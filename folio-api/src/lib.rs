//! # Folio API Server Library
//!
//! HTTP surface of the Folio article service.
//!
//! ## Modules
//!
//! - `app`: Application state, router builder and session gate
//! - `config`: Configuration management
//! - `error`: Error handling and HTTP response mapping
//! - `middleware`: Security headers
//! - `routes`: API route handlers

pub mod app;
pub mod config;
pub mod error;
pub mod middleware;
pub mod routes;
#[cfg(test)]
mod tests {
    use super::*;
    use crate::db::memory::MemoryStore;
    use crate::db::store::{ArticleStore, StoreResult, UserStore};
    use crate::models::user::{NewUser, User};
    use async_trait::async_trait;
    use std::collections::{BTreeSet, HashMap};

    async fn setup() -> (ArticleService, Arc<MemoryStore>, Session) {
        let store = Arc::new(MemoryStore::new());
        let user = store
            .create_user(NewUser {
                id: "user-1".to_string(),
                email: "editor@example.com".to_string(),
            })
            .await
            .unwrap();
        let session = Session {
            user,
            external_session_id: "sess-1".to_string(),
        };
        (ArticleService::new(store.clone()), store, session)
    }

    fn input(title: &str, category: &str) -> ArticleInput {
        ArticleInput {
            title: title.to_string(),
            category: category.to_string(),
            content: "Body".to_string(),
            parent_id: None,
        }
    }

    fn child_input(title: &str, parent_id: Uuid) -> ArticleInput {
        ArticleInput {
            parent_id: Some(parent_id.to_string()),
            ..input(title, "Guides")
        }
    }

    fn validation_fields(err: ServiceError) -> Vec<String> {
        match err {
            ServiceError::Validation(fields) => fields.into_iter().map(|f| f.field).collect(),
            other => panic!("expected validation error, got {:?}", other),
        }
    }

    #[tokio::test]
    async fn test_create_derives_slug_and_author() {
        let (service, _, session) = setup().await;

        let article = service
            .create_article(&session, input("  Hello World!  ", " Guides "))
            .await
            .unwrap();

        assert_eq!(article.slug, "hello-world");
        assert_eq!(article.title, "Hello World!");
        assert_eq!(article.category, "Guides");
        assert_eq!(article.author_id, session.user.id);
    }

    #[tokio::test]
    async fn test_create_rejects_duplicate_slug() {
        let (service, _, session) = setup().await;
        service.create_article(&session, input("Hello World", "A")).await.unwrap();

        let err = service
            .create_article(&session, input("hello   world!!", "B"))
            .await
            .unwrap_err();
        assert!(matches!(err, ServiceError::DuplicateSlug { slug } if slug == "hello-world"));
    }

    #[tokio::test]
    async fn test_update_to_own_title_succeeds() {
        let (service, _, session) = setup().await;
        let article = service.create_article(&session, input("Same", "A")).await.unwrap();

        let mut changed = input("Same", "A");
        changed.content = "Edited".to_string();
        let updated = service.update_article(&session, article.id, changed).await.unwrap();

        assert_eq!(updated.id, article.id);
        assert_eq!(updated.slug, "same");
        assert_eq!(updated.content, "Edited");
    }

    #[tokio::test]
    async fn test_update_to_taken_slug_fails() {
        let (service, _, session) = setup().await;
        service.create_article(&session, input("First", "A")).await.unwrap();
        let second = service.create_article(&session, input("Second", "A")).await.unwrap();

        let err = service
            .update_article(&session, second.id, input("First", "A"))
            .await
            .unwrap_err();
        assert!(matches!(err, ServiceError::DuplicateSlug { .. }));
    }

    #[tokio::test]
    async fn test_update_missing_article() {
        let (service, _, session) = setup().await;
        let id = Uuid::new_v4();

        let err = service
            .update_article(&session, id, input("Anything", "A"))
            .await
            .unwrap_err();
        assert!(matches!(err, ServiceError::NotFound(missing) if missing == id));
    }

    #[tokio::test]
    async fn test_delete_missing_article() {
        let (service, _, session) = setup().await;
        let id = Uuid::new_v4();

        let err = service.delete_article(&session, id).await.unwrap_err();
        assert!(matches!(err, ServiceError::NotFound(missing) if missing == id));
    }

    #[tokio::test]
    async fn test_blank_fields_are_reported_together() {
        let (service, store, session) = setup().await;

        let err = service
            .create_article(
                &session,
                ArticleInput {
                    title: "  ".to_string(),
                    category: String::new(),
                    content: "\n".to_string(),
                    parent_id: None,
                },
            )
            .await
            .unwrap_err();

        assert_eq!(validation_fields(err), vec!["category", "content", "title"]);
        assert!(store.list(&ArticleFilter::default()).await.unwrap().is_empty());
    }

    #[tokio::test]
    async fn test_symbol_only_title_is_rejected() {
        let (service, _, session) = setup().await;

        let err = service
            .create_article(&session, input("!!!", "A"))
            .await
            .unwrap_err();
        assert_eq!(validation_fields(err), vec!["title"]);
    }

    #[tokio::test]
    async fn test_parent_rules() {
        let (service, _, session) = setup().await;
        let root = service.create_article(&session, input("Root", "Guides")).await.unwrap();
        let child = service
            .create_article(&session, child_input("Child", root.id))
            .await
            .unwrap();
        assert_eq!(child.parent_id, Some(root.id));

        // grandchild
        let err = service
            .create_article(&session, child_input("Grandchild", child.id))
            .await
            .unwrap_err();
        assert_eq!(validation_fields(err), vec!["parent_id"]);

        // missing parent
        let err = service
            .create_article(&session, child_input("Lost", Uuid::new_v4()))
            .await
            .unwrap_err();
        assert_eq!(validation_fields(err), vec!["parent_id"]);

        // self parent
        let err = service
            .update_article(&session, root.id, child_input("Root", root.id))
            .await
            .unwrap_err();
        assert_eq!(validation_fields(err), vec!["parent_id"]);

        // a parent cannot itself be nested
        let other = service.create_article(&session, input("Other", "Guides")).await.unwrap();
        let err = service
            .update_article(&session, root.id, child_input("Root", other.id))
            .await
            .unwrap_err();
        assert_eq!(validation_fields(err), vec!["parent_id"]);
    }

    #[tokio::test]
    async fn test_get_article_with_neighbours() {
        let (service, store, session) = setup().await;
        let root = service.create_article(&session, input("Root", "Guides")).await.unwrap();
        let b = service.create_article(&session, child_input("B", root.id)).await.unwrap();
        service.create_article(&session, child_input("A", root.id)).await.unwrap();

        let detail = service.get_article(root.id).await.unwrap();
        assert!(detail.parent.is_none());
        let children: Vec<&str> = detail.children.iter().map(|c| c.title.as_str()).collect();
        assert_eq!(children, vec!["A", "B"]);

        let detail = service.get_article(b.id).await.unwrap();
        assert_eq!(detail.parent.map(|p| p.id), Some(root.id));

        store.delete(root.id).await.unwrap();
        assert!(matches!(
            service.get_article(root.id).await.unwrap_err(),
            ServiceError::NotFound(_)
        ));
        assert!(service.get_article(b.id).await.unwrap().parent.is_none());
    }

    #[tokio::test]
    async fn test_list_articles_returns_all_categories() {
        let (service, _, session) = setup().await;
        service.create_article(&session, input("Rust intro", "Guides")).await.unwrap();
        service.create_article(&session, input("HTTP", "Reference")).await.unwrap();

        let listing = service
            .list_articles(&ArticleFilter::new(None, Some("Reference".to_string())))
            .await
            .unwrap();

        assert_eq!(listing.articles.len(), 1);
        assert_eq!(listing.articles[0].article.title, "HTTP");
        assert_eq!(listing.categories, vec!["Guides", "Reference"]);
    }

    #[tokio::test]
    async fn test_list_articles_counts_children() {
        let (service, _, session) = setup().await;
        let root = service.create_article(&session, input("Root", "Guides")).await.unwrap();
        service.create_article(&session, child_input("A", root.id)).await.unwrap();
        service.create_article(&session, child_input("B", root.id)).await.unwrap();

        let listing = service.list_articles(&ArticleFilter::default()).await.unwrap();

        let counts: Vec<(&str, usize)> = listing
            .articles
            .iter()
            .map(|s| (s.article.title.as_str(), s.child_count))
            .collect();
        assert_eq!(counts.len(), 3);
        assert!(counts.contains(&("Root", 2)));
        assert!(counts.contains(&("A", 0)));
        assert!(counts.contains(&("B", 0)));
    }

    #[tokio::test]
    async fn test_malformed_parent_id_is_field_error() {
        let (service, store, session) = setup().await;

        let err = service
            .create_article(
                &session,
                ArticleInput {
                    parent_id: Some("not-a-uuid".to_string()),
                    ..input("Child", "Guides")
                },
            )
            .await
            .unwrap_err();

        assert_eq!(validation_fields(err), vec!["parent_id"]);
        assert!(store.list(&ArticleFilter::default()).await.unwrap().is_empty());
    }

    #[test]
    fn test_blank_parent_id_deserializes_to_none() {
        let input: ArticleInput =
            serde_json::from_str(r#"{"title":"T","category":"C","content":"x","parent_id":"  "}"#)
                .unwrap();
        assert_eq!(input.parent_id, None);

        let input: ArticleInput =
            serde_json::from_str(r#"{"title":"T","category":"C","content":"x","parent_id":null}"#)
                .unwrap();
        assert_eq!(input.parent_id, None);
    }

    #[tokio::test]
    async fn test_editor_tree() {
        let (service, _, session) = setup().await;
        service.create_article(&session, input("C", "X")).await.unwrap();
        let b = service.create_article(&session, input("B", "X")).await.unwrap();
        let mut a = child_input("A", b.id);
        a.category = "X".to_string();
        service.create_article(&session, a).await.unwrap();
        // categories come out sorted
        service.create_article(&session, input("Z", "W")).await.unwrap();

        let tree = service.editor_tree().await.unwrap();
        let categories: Vec<&str> = tree.iter().map(|t| t.category.as_str()).collect();
        assert_eq!(categories, vec!["W", "X"]);

        let roots: Vec<&str> = tree[1].articles.iter().map(|n| n.article.title.as_str()).collect();
        assert_eq!(roots, vec!["B", "C"]);
        assert_eq!(tree[1].articles[0].children[0].title, "A");
    }

    /// Hides existing slugs from the pre-check to simulate a concurrent writer
    struct BlindSlugStore(MemoryStore);

    #[async_trait]
    impl UserStore for BlindSlugStore {
        async fn find_user_by_email(&self, email: &str) -> StoreResult<Option<User>> {
            self.0.find_user_by_email(email).await
        }

        async fn find_user_by_id(&self, id: &str) -> StoreResult<Option<User>> {
            self.0.find_user_by_id(id).await
        }

        async fn create_user(&self, data: NewUser) -> StoreResult<User> {
            self.0.create_user(data).await
        }
    }

    #[async_trait]
    impl ArticleStore for BlindSlugStore {
        async fn find_by_slug(&self, _: &str, _: Option<Uuid>) -> StoreResult<Option<Article>> {
            Ok(None)
        }

        async fn find_by_id(&self, id: Uuid) -> StoreResult<Option<Article>> {
            self.0.find_by_id(id).await
        }

        async fn list(&self, filter: &ArticleFilter) -> StoreResult<Vec<Article>> {
            self.0.list(filter).await
        }

        async fn list_distinct_categories(&self) -> StoreResult<BTreeSet<String>> {
            self.0.list_distinct_categories().await
        }

        async fn create(&self, data: ArticleFields) -> StoreResult<Article> {
            self.0.create(data).await
        }

        async fn update(&self, id: Uuid, data: ArticleFields) -> StoreResult<Article> {
            self.0.update(id, data).await
        }

        async fn delete(&self, id: Uuid) -> StoreResult<()> {
            self.0.delete(id).await
        }

        async fn list_children_of(&self, id: Uuid) -> StoreResult<Vec<Article>> {
            self.0.list_children_of(id).await
        }

        async fn count_children(&self, parent_ids: &[Uuid]) -> StoreResult<HashMap<Uuid, usize>> {
            self.0.count_children(parent_ids).await
        }
    }

    #[async_trait]
    impl Store for BlindSlugStore {
        fn backend_name(&self) -> &'static str {
            "blind-slug"
        }

        async fn ping(&self) -> StoreResult<()> {
            Ok(())
        }
    }

    #[tokio::test]
    async fn test_late_slug_conflict_is_duplicate_slug() {
        let store = Arc::new(BlindSlugStore(MemoryStore::new()));
        let user = store
            .create_user(NewUser {
                id: "user-1".to_string(),
                email: "editor@example.com".to_string(),
            })
            .await
            .unwrap();
        let session = Session {
            user,
            external_session_id: "sess-1".to_string(),
        };
        let service = ArticleService::new(store);

        service.create_article(&session, input("Race", "A")).await.unwrap();
        let err = service
            .create_article(&session, input("Race", "B"))
            .await
            .unwrap_err();

        assert!(matches!(err, ServiceError::DuplicateSlug { slug } if slug == "race"));
    }
}
//! # Folio Shared Library
//!
//! Domain types, persistence and business logic for the Folio article
//! service. The HTTP server in `folio-api` is a thin layer over this crate.
//!
//! ## Module Organization
//!
//! - `models`: Database records and their SQL queries
//! - `db`: Connection pool, migrations and the `Store` interface
//! - `auth`: Session tokens, the identity provider and the identity resolver
//! - `services`: Article service, slug generator and tree builder

pub mod auth;
pub mod db;
pub mod models;
pub mod services;

/// Current version of the Folio shared library
pub const VERSION: &str = env!("CARGO_PKG_VERSION");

* INSTRUCTIONS TO FOLLOW:
Whenever the string "detail" turns up in a line above, copy that line out.

* ANSWER TO THE PROBLEM:
        let detail = service.get_article(root.id).await.unwrap();
        assert!(detail.parent.is_none());
        let children: Vec<&str> = detail.children.iter().map(|c| c.title.as_str()).collect();
        let detail = service.get_article(b.id).await.unwrap();
        assert_eq!(detail.parent.map(|p| p.id), Some(root.id));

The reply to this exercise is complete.